» Work instruction:
In the entries below, find each line with the word "write" and return it.

» Information shown:
——

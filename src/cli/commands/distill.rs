//! Distill command - fit a network to a saved lookup table

use std::path::PathBuf;

use anyhow::{Context, Result};
use clap::Parser;

use crate::{
    cli::{
        commands::{KeySpaceSource, load_table, resolve_key_space},
        config::{QuantizerFile, TrainingFile, load_or_default},
        output::{format_number, print_kv, print_section, print_subsection},
    },
    nn::{ErrorLogObserver, NetworkSnapshot, ProgressObserver, Trainer, distill},
    ports::{EpochObserver, ValueFunction},
};

#[derive(Parser, Debug)]
#[command(about = "Fit a network to a saved lookup table")]
pub struct DistillArgs {
    /// Saved table (`.csv`, otherwise MessagePack)
    pub table: PathBuf,

    /// Network snapshot to write (`.json`, otherwise MessagePack)
    #[arg(long, short = 'O')]
    pub output: PathBuf,

    /// Key ranges used to normalise network inputs
    #[arg(long, value_enum, default_value = "observed")]
    pub key_space: KeySpaceSource,

    /// JSON file with `network` and `trainer` sections
    #[arg(long, short = 'c')]
    pub config: Option<PathBuf>,

    /// JSON file with a `quantizer` section for declared key spaces
    #[arg(long)]
    pub quantizer: Option<PathBuf>,

    /// Hidden units
    #[arg(long)]
    pub hidden: Option<usize>,

    /// Epoch cap
    #[arg(long)]
    pub max_epochs: Option<usize>,

    /// Random seed for reproducibility
    #[arg(long)]
    pub seed: Option<u64>,

    /// Per-epoch error log (CSV)
    #[arg(long)]
    pub error_log: Option<PathBuf>,

    /// Show progress bar
    #[arg(long, default_value_t = true)]
    pub progress: bool,
}

pub fn execute(args: DistillArgs) -> Result<()> {
    let quantizer: QuantizerFile = load_or_default(args.quantizer.as_deref())?;
    let declared = args.key_space.declared(&quantizer.quantizer)?;
    let table = load_table(&args.table, declared.as_ref())?;
    let key_space = resolve_key_space(declared, &table)?;

    let mut file: TrainingFile = load_or_default(args.config.as_deref())?;
    file.network.inputs = key_space.arity();
    file.network.outputs = 1;
    if let Some(hidden) = args.hidden {
        file.network.hidden = hidden;
    }
    if let Some(epochs) = args.max_epochs {
        file.trainer.max_epochs = epochs;
    }
    if let Some(seed) = args.seed {
        file.network.seed = Some(seed);
    }
    let trainer = Trainer::new(file.trainer.clone())?;

    print_section("Distilling Lookup Table");
    print_kv("Table", &args.table.display().to_string());
    print_kv("Entries", &format_number(table.len()));
    print_kv("Key arity", &key_space.arity().to_string());
    print_kv("Key space", &format!("{:?}", args.key_space));
    print_kv(
        "Shape",
        &format!(
            "{}-{}-{}",
            file.network.inputs, file.network.hidden, file.network.outputs
        ),
    );

    let mut progress = ProgressObserver::new();
    let mut log = args
        .error_log
        .as_deref()
        .map(ErrorLogObserver::create)
        .transpose()?;
    let mut observers: Vec<&mut dyn EpochObserver> = Vec::new();
    if args.progress {
        observers.push(&mut progress);
    }
    if let Some(log) = log.as_mut() {
        observers.push(log);
    }

    let (values, report) = distill(&table, &key_space, file.network, &trainer, &mut observers)?;

    print_subsection("Result");
    print_kv("Epochs", &format_number(report.epochs));
    print_kv("Final error", &format!("{:.6}", report.final_error));
    print_kv("Converged", &report.converged.to_string());
    print_kv("Value scale", &format!("{}", values.value_scale()));

    let worst = table
        .entries()
        .map(|(key, value)| (values.value_of(key) - value).abs())
        .fold(0.0, f64::max);
    print_kv("Max abs deviation", &format!("{worst:.4}"));

    NetworkSnapshot::from_network(values.network())
        .save_to_file(&args.output)
        .with_context(|| format!("Failed to write snapshot: {}", args.output.display()))?;
    println!("\nSaved network to {}", args.output.display());

    Ok(())
}
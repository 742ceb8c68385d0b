//! Reward schedule

use crate::{
    geometry::{bullet_damage, bullet_hit_bonus},
    types::RewardEvent,
};

/// Reward for death.
pub const DEATH_REWARD: f64 = -100.0;
/// Reward for destroying the opponent.
pub const VICTORY_REWARD: f64 = 100.0;
pub const WALL_REWARD: f64 = -4.0;
pub const COLLISION_REWARD: f64 = -1.0;

/// Maps simulator events to scalar rewards.
#[derive(Debug, Clone, Copy, PartialEq)]
pub struct RewardSchedule {
    /// Multiplier applied to every reward
    pub scale: f64,
    /// Zero every non-terminal reward
    pub terminal_only: bool,
    /// Power of our own bullets, used for `BulletHit`
    pub gun_power: f64,
}

impl Default for RewardSchedule {
    fn default() -> Self {
        Self {
            scale: 1.0,
            terminal_only: false,
            gun_power: 2.0,
        }
    }
}

impl RewardSchedule {
    pub fn reward(&self, event: &RewardEvent) -> f64 {
        if self.terminal_only && !event.is_terminal() {
            return 0.0;
        }
        let raw = match *event {
            RewardEvent::HitByBullet { power, .. } => -(bullet_damage(power) + bullet_hit_bonus(power)),
            RewardEvent::HitWall => WALL_REWARD,
            RewardEvent::HitRobot => COLLISION_REWARD,
            RewardEvent::BulletHit => {
                bullet_damage(self.gun_power) + bullet_hit_bonus(self.gun_power)
            }
            RewardEvent::BulletHitBullet {
                own_power,
                their_power,
            } => their_power - own_power,
            RewardEvent::Death => DEATH_REWARD,
            RewardEvent::OpponentDeath => VICTORY_REWARD,
            RewardEvent::RoundEnd { .. } => 0.0,
        };
        raw * self.scale
    }
}
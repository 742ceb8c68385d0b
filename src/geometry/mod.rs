//! Arena geometry and bullet rules
//!
//! Pure helpers shared by feature extraction and action execution. All angles
//! are radians measured clockwise from +y, so a unit step along `angle` is
//! `(sin(angle), cos(angle))`.
//!
//! - [`intercept`]: closed-form and iterative bullet-interception solvers
//! - [`wall`]: wall smoothing and wall-proximity checks

pub mod intercept;
pub mod wall;

use std::f64::consts::{PI, TAU};

use serde::{Deserialize, Serialize};

pub use intercept::{AimSolution, IterativeIntercept, linear_intercept};
pub use wall::{WallProximity, WallSmoothing};

/// Maximum robot speed in pixels per tick.
pub const MAX_VELOCITY: f64 = 8.0;

/// Half the robot's bounding box; robot centres never come closer to a wall.
pub const ROBOT_HALF_WIDTH: f64 = 18.0;

pub const MIN_BULLET_POWER: f64 = 0.1;
pub const MAX_BULLET_POWER: f64 = 3.0;

/// A position in arena coordinates.
#[derive(Debug, Clone, Copy, PartialEq, Default, Serialize, Deserialize)]
pub struct Point {
    pub x: f64,
    pub y: f64,
}

impl Point {
    pub const fn new(x: f64, y: f64) -> Self {
        Self { x, y }
    }

    pub fn distance(&self, other: &Point) -> f64 {
        (self.x - other.x).hypot(self.y - other.y)
    }
}

/// Rectangular battle field.
#[derive(Debug, Clone, Copy, PartialEq, Serialize, Deserialize)]
pub struct Arena {
    pub width: f64,
    pub height: f64,
}

impl Arena {
    pub const fn new(width: f64, height: f64) -> Self {
        Self { width, height }
    }

    pub fn center(&self) -> Point {
        Point::new(self.width / 2.0, self.height / 2.0)
    }

    /// Whether `point` lies in the field shrunk by `margin` on every side.
    ///
    /// The lower edges are inclusive and the upper edges exclusive.
    pub fn contains_with_margin(&self, point: Point, margin: f64) -> bool {
        point.x >= margin
            && point.y >= margin
            && point.x < self.width - margin
            && point.y < self.height - margin
    }

    /// Clamp a point so a robot centred there stays inside the walls.
    pub fn clamp(&self, point: Point, margin: f64) -> Point {
        Point::new(
            limit(margin, point.x, self.width - margin),
            limit(margin, point.y, self.height - margin),
        )
    }
}

impl Default for Arena {
    fn default() -> Self {
        Self::new(800.0, 600.0)
    }
}

/// Point reached by travelling `length` from `source` along `angle`.
pub fn project(source: Point, angle: f64, length: f64) -> Point {
    Point::new(
        source.x + angle.sin() * length,
        source.y + angle.cos() * length,
    )
}

/// Absolute angle of the ray from `source` to `target`.
pub fn absolute_bearing(source: Point, target: Point) -> f64 {
    (target.x - source.x).atan2(target.y - source.y)
}

/// Normalize an angle to `(-PI, PI]`.
pub fn normal_relative_angle(angle: f64) -> f64 {
    let a = angle.rem_euclid(TAU);
    if a > PI { a - TAU } else { a }
}

/// Normalize an angle to `[0, 2*PI)`.
pub fn normal_absolute_angle(angle: f64) -> f64 {
    angle.rem_euclid(TAU)
}

/// Clamp `value` into `[min, max]`.
pub fn limit(min: f64, value: f64, max: f64) -> f64 {
    value.min(max).max(min)
}

/// Bullet travel speed for a given firing power.
pub fn bullet_velocity(power: f64) -> f64 {
    20.0 - 3.0 * power
}

/// Damage dealt by a bullet of the given power.
pub fn bullet_damage(power: f64) -> f64 {
    let mut damage = 4.0 * power;
    if power > 1.0 {
        damage += 2.0 * (power - 1.0);
    }
    damage
}

/// Energy returned to the shooter when its bullet hits.
pub fn bullet_hit_bonus(power: f64) -> f64 {
    3.0 * power
}

/// Largest angle a robot at top speed can cover before a bullet arrives.
pub fn max_escape_angle(bullet_velocity: f64) -> f64 {
    (MAX_VELOCITY / bullet_velocity).asin()
}

/// Maximum body turn per tick at the given speed.
pub fn max_turn_rate(velocity: f64) -> f64 {
    PI / 720.0 * (40.0 - 3.0 * velocity.abs())
}

/// Drive towards `go_angle` using whichever end of the robot needs less turning.
///
/// Returns the relative turn and the travel direction (`1.0` ahead, `-1.0` back).
pub fn back_as_front(go_angle: f64, heading: f64) -> (f64, f64) {
    let angle = normal_relative_angle(go_angle - heading);
    if angle.abs() > PI / 2.0 {
        let turn = if angle < 0.0 { PI + angle } else { angle - PI };
        (turn, -1.0)
    } else {
        (angle, 1.0)
    }
}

——

» Answer to this task:
    /// Network snapshot to write (`.json`, otherwise MessagePack)
        .with_context(|| format!("Failed to write snapshot: {}", args.output.display()))?;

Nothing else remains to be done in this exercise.